**What to produce:**
Here is a block of entries. Write out its lines exactly, from the first through the one containing "fn load_object(&self, id: &ObjectId) -> TreeResult<Object>;".

═══ Records provided ═══

//! Read-only access to a tree snapshot.

use std::borrow::Cow;
use std::sync::Arc;

use tracing::debug;
use twig_refs::{validate_ref_name, RefStore, HEADS_PREFIX, TAGS_PREFIX};
use twig_store::{EntryMode, Object, ObjectStore, StoreError, Tree};
use twig_types::ObjectId;

use crate::error::{TreeError, TreeResult};
use crate::path;

/// Path navigation over a root tree.
///
/// Implementors supply the root and an object source; the walk itself is
/// shared. [`TreeReader`] reads from the object store, the writer consults
/// its staging table first.
pub trait TreeRead {
    /// The root tree of the snapshot.
    fn root(&self) -> &Tree;

    /// Load an object reachable from the root.
    fn load_object(&self, id: &ObjectId) -> TreeResult<Object>;

    /// Id of the root tree, computed from its current content.
    fn root_id(&self) -> TreeResult<ObjectId> {
        Ok(self.root().id()?)
    }

    /// Mode and id of the entry at `path`. The empty path is the root itself.
    fn lookup(&self, path: &str) -> TreeResult<(EntryMode, ObjectId)> {
        let segments = path::split(path)?;
        let mut found = None;
        for (depth, name) in segments.iter().enumerate() {
            let tree = match &found {
                None => Cow::Borrowed(self.root()),
                Some((_, id)) => match self.load_object(id)? {
                    Object::Tree(tree) => Cow::Owned(tree),
                    _ => return Err(TreeError::NotATree(path::join(&segments[..depth]))),
                },
            };
            let entry = tree
                .get(name)
                .ok_or_else(|| TreeError::NotFound(path::join(&segments[..=depth])))?;
            found = Some((entry.mode, entry.object_id));
        }
        match found {
            Some(found) => Ok(found),
            None => Ok((EntryMode::Directory, self.root_id()?)),
        }
    }

    /// The object at `path`.
    fn get(&self, path: &str) -> TreeResult<Object> {
        if path::split(path)?.is_empty() {
            return Ok(Object::Tree(self.root().clone()));
        }
        let (_, id) = self.lookup(path)?;
        self.load_object(&id)
    }

    /// Names of the entries in the tree at `path`.
    fn list_children(&self, path: &str) -> TreeResult<Vec<String>> {
        match self.get(path)? {
            Object::Tree(tree) => Ok(tree.names()),
            _ => Err(TreeError::NotATree(path::join(&path::split(path)?))),
        }
    }

    /// Whether `path` resolves. Store and path-syntax errors are propagated.
    fn exists(&self, path: &str) -> TreeResult<bool> {
        match self.lookup(path) {
            Ok(_) => Ok(true),
            Err(TreeError::NotFound(_) | TreeError::NotATree(_)) => Ok(false),
            Err(e) => Err(e),
        }
    }
}

/// Load `id` from the store, mapping absence to a store `NotFound`.
pub(crate) fn load(objects: &dyn ObjectStore, id: &ObjectId) -> TreeResult<Object> {
    Ok(objects.load(id)?)
}

/// Peel a commit to its tree; a tree is returned as-is.
pub(crate) fn peel_to_tree(
    objects: &dyn ObjectStore,
    id: &ObjectId,
    treeish: &str,
) -> TreeResult<Tree> {
    match load(objects, id)? {
        Object::Tree(tree) => Ok(tree),
        Object::Commit(commit) => match load(objects, &commit.tree)? {
            Object::Tree(tree) => Ok(tree),
            _ => Err(TreeError::Resolution(treeish.to_string())),
        },
        Object::Blob(_) => Err(TreeError::Resolution(treeish.to_string())),
    }
}

/// Resolve a treeish to a tree.
///
/// A 64-digit hex string naming a stored commit or tree is used directly.
/// Anything else is tried as a ref name as given, then under `refs/heads/`,
/// then under `refs/tags/`.
pub fn resolve_treeish(
    objects: &dyn ObjectStore,
    refs: &dyn RefStore,
    treeish: &str,
) -> TreeResult<Tree> {
    if let Ok(id) = ObjectId::from_hex(treeish) {
        match peel_to_tree(objects, &id, treeish) {
            Ok(tree) => return Ok(tree),
            Err(TreeError::Store(StoreError::NotFound(_))) => {}
            Err(e) => return Err(e),
        }
    }

    let candidates = [
        treeish.to_string(),
        format!("{HEADS_PREFIX}{treeish}"),
        format!("{TAGS_PREFIX}{treeish}"),
    ];
    for name in &candidates {
        if validate_ref_name(name).is_err() {
            continue;
        }
        if let Some(id) = refs.resolve(name)? {
            debug!(treeish, %name, %id, "resolved treeish");
            return peel_to_tree(objects, &id, treeish);
        }
    }
    Err(TreeError::Resolution(treeish.to_string()))
}

/// An immutable snapshot opened from a treeish.
pub struct TreeReader {
    objects: Arc<dyn ObjectStore>,
    refs: Arc<dyn RefStore>,
    treeish: String,
    tree: Tree,
}

impl TreeReader {
    /// Resolve `treeish` and open its tree.
    pub fn open(
        objects: Arc<dyn ObjectStore>,
        refs: Arc<dyn RefStore>,
        treeish: impl Into<String>,
    ) -> TreeResult<Self> {
        let treeish = treeish.into();
        let tree = resolve_treeish(objects.as_ref(), refs.as_ref(), &treeish)?;
        Ok(Self {
            objects,
            refs,
            treeish,
            tree,
        })
    }

    /// Re-resolve the treeish, picking up a ref that has moved.
    pub fn reset(&mut self) -> TreeResult<()> {
        self.tree = resolve_treeish(self.objects.as_ref(), self.refs.as_ref(), &self.treeish)?;
        Ok(())
    }

    /// The treeish this reader was opened with.
    pub fn treeish(&self) -> &str {
        &self.treeish
    }
}

impl TreeRead for TreeReader {
    fn root(&self) -> &Tree {
        &self.tree
    }

    fn load_object(&self, id: &ObjectId) -> TreeResult<Object> {
        load(self.objects.as_ref(), id)
    }
}

impl std::fmt::Debug for TreeReader {
    fn fmt(&self, f: &mut std::fmt::Formatter<'_>) -> std::fmt::Result {
        f.debug_struct("TreeReader")
            .field("treeish", &self.treeish)
            .field("entries", &self.tree.len())
            .finish()
    }
}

═══

**Reply:**
//! Read-only access to a tree snapshot.

use std::borrow::Cow;
use std::sync::Arc;

use tracing::debug;
use twig_refs::{validate_ref_name, RefStore, HEADS_PREFIX, TAGS_PREFIX};
use twig_store::{EntryMode, Object, ObjectStore, StoreError, Tree};
use twig_types::ObjectId;

use crate::error::{TreeError, TreeResult};
use crate::path;

/// Path navigation over a root tree.
///
/// Implementors supply the root and an object source; the walk itself is
/// shared. [`TreeReader`] reads from the object store, the writer consults
/// its staging table first.
pub trait TreeRead {
    /// The root tree of the snapshot.
    fn root(&self) -> &Tree;

    /// Load an object reachable from the root.
    fn load_object(&self, id: &ObjectId) -> TreeResult<Object>;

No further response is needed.